I wanna see it drive and do a few road pulls, and come away unbroken.


----------



## dmgraz (Jan 3, 2008)

i second that....they want my respect they need to wow me with a nice viddy and not a fanboy cellphone lowres "would-have-nutted-if-i-was-there" vid....


----------



## turtles (Mar 17, 2010)

dmgraz said:


> i second that....they want my respect they need to wow me with a nice viddy and not a fanboy cellphone lowres "would-have-nutted-if-i-was-there" vid....


fanboy? cool man, i share a video i snapped of a car that i happen to like to show that the car does in fact run. i dont give a **** if it drives ten feet or flies to the moon, people were saying the car doesn't start, i said it did, the end. as for being a fanboy, i don't know dick about unitronic or their products, my car is a mish mash of different companies efforts like many others. i could see why unitronic doesn't want to bother with the 2.5 crowd though. :thumbdown:


----------



## thygreyt (Jun 7, 2009)

turtles, dont worry..

lately kylefackingsplits has just been acting as a plain @$$hole... insulting everyone, talking on opinions only.

eff him, couldnt care less.


you made a nice vid, and thanks for sharing.


----------



## nothing-leaves-stock (Mar 1, 2005)

i want to see it drive too.


----------



## kevin splits (Aug 23, 2010)

That video thanks for sharing.
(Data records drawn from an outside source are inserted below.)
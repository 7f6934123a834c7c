use crate::error::{CooccurError, Result};
use ndarray::ArrayView2;
use std::hash::Hash;

/// Anything that can be bought: comparable for canonical ordering, hashable for lookups.
pub trait Item: Ord + Hash + Clone {}

impl<T: Ord + Hash + Clone> Item for T {}

/// Dense index of an item in the store's vocabulary.
///
/// Ids are handed out in ascending item order, so a sorted run of ids is
/// also the sorted run of the items they stand for.
#[derive(Debug, Clone, Copy, PartialEq, Eq, PartialOrd, Ord, Hash)]
pub struct ItemId(pub u32);

impl ItemId {
    #[inline]
    pub fn index(self) -> usize {
        self.0 as usize
    }
}

/// Position of a transaction in the input log.
pub type TransactionId = u32;

/// Most transactions or distinct items a store can hold; both id spaces are 32-bit.
pub const MAX_STORE_ENTRIES: usize = u32::MAX as usize;

/// Fails when `count` entries would not all get a distinct 32-bit id.
pub(crate) fn check_capacity(what: &'static str, count: usize) -> Result<()> {
    if count > MAX_STORE_ENTRIES {
        return Err(CooccurError::TooLarge {
            what,
            count,
            limit: MAX_STORE_ENTRIES,
        });
    }
    Ok(())
}

/// Parsed transactions with their items interned to [`ItemId`]s.
///
/// Holds at most [`MAX_STORE_ENTRIES`] transactions and as many distinct
/// items; construction rejects anything larger, so every id cast below is lossless.
#[derive(Debug, Clone)]
pub struct TransactionStore<I> {
    vocabulary: Vec<I>,
    transactions: Vec<Vec<ItemId>>,
}

impl<I: Item> TransactionStore<I> {
    /// Build a store from records in log order. Repeated items within a record are collapsed.
    pub fn from_transactions<T, R>(records: T) -> Result<Self>
    where
        T: IntoIterator<Item = R>,
        R: IntoIterator<Item = I>,
    {
        let raw: Vec<Vec<I>> = records
            .into_iter()
            .map(|record| record.into_iter().collect())
            .collect();
        check_capacity("transactions", raw.len())?;

        let mut vocabulary: Vec<I> = raw.iter().flatten().cloned().collect();
        vocabulary.sort_unstable();
        vocabulary.dedup();
        check_capacity("distinct items", vocabulary.len())?;

        let transactions = raw
            .into_iter()
            .map(|record| {
                let mut ids: Vec<ItemId> = record
                    .iter()
                    .filter_map(|item| vocabulary.binary_search(item).ok())
                    .map(|idx| ItemId(idx as u32))
                    .collect();
                ids.sort_unstable();
                ids.dedup();
                ids
            })
            .collect();

        Ok(Self { vocabulary, transactions })
    }

    pub fn len(&self) -> usize {
        self.transactions.len()
    }

    pub fn is_empty(&self) -> bool {
        self.transactions.is_empty()
    }

    /// Number of distinct items seen anywhere in the log.
    pub fn num_items(&self) -> usize {
        self.vocabulary.len()
    }

    pub fn max_transaction_len(&self) -> usize {
        self.transactions.iter().map(Vec::len).max().unwrap_or(0)
    }

    /// Sorted item ids of one transaction.
    #[inline]
    pub fn transaction(&self, tid: TransactionId) -> &[ItemId] {
        &self.transactions[tid as usize]
    }

    pub fn iter_transactions(&self) -> impl Iterator<Item = (TransactionId, &[ItemId])> {
        self.transactions
            .iter()
            .enumerate()
            .map(|(tid, items)| (tid as TransactionId, items.as_slice()))
    }

    #[inline]
    pub fn item(&self, id: ItemId) -> &I {
        &self.vocabulary[id.index()]
    }

    pub fn item_id(&self, item: &I) -> Option<ItemId> {
        self.vocabulary
            .binary_search(item)
            .ok()
            .map(|idx| ItemId(idx as u32))
    }

    /// Ascending ids of every transaction containing `item`; empty if the item never occurs.
    pub fn occurrences(&self, item: &I) -> Vec<TransactionId> {
        let Some(id) = self.item_id(item) else {
            return Vec::new();
        };
        self.iter_transactions()
            .filter(|(_, items)| items.binary_search(&id).is_ok())
            .map(|(tid, _)| tid)
            .collect()
    }

    pub fn resolve(&self, ids: &[ItemId]) -> Vec<I> {
        ids.iter().map(|&id| self.item(id).clone()).collect()
    }
}

impl TransactionStore<usize> {
    /// Build a store from a dense 0/1 matrix: one row per transaction, one column per item.
    pub fn from_one_hot(matrix: ArrayView2<i32>) -> Result<Self> {
        let num_items = matrix.shape()[1];
        Self::from_transactions(matrix.rows().into_iter().map(|row| {
            (0..num_items)
                .filter(|&j| row[j] != 0)
                .collect::<Vec<usize>>()
        }))
    }
}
But the car reminds me of this:


----------



## kevin splits (Aug 23, 2010)

thygreyt said:


> turtles, dont worry..
> 
> lately kylefackingsplits has just been acting as a plain @$$hole... insulting everyone, talking on opinions only.
> 
> ...


CSB  Insulted no one in this thread :screwy: Revving means nothing to me, I wanna see it drive and not break.


----------



## lessthanalex (Oct 12, 2009)

Snap G! This thread is starting to remind me of the Golf/Jetta V forums...

But on topic. I do love my stage 2 software from Unitronic. I also do hope that they release a stage to support intake manis as there is no way I'm going to pay more $$$ for new software... Having them support the FI market would be great as well, but with the fall of EJ's BT kit for 2.5, I doubt that will ever happen.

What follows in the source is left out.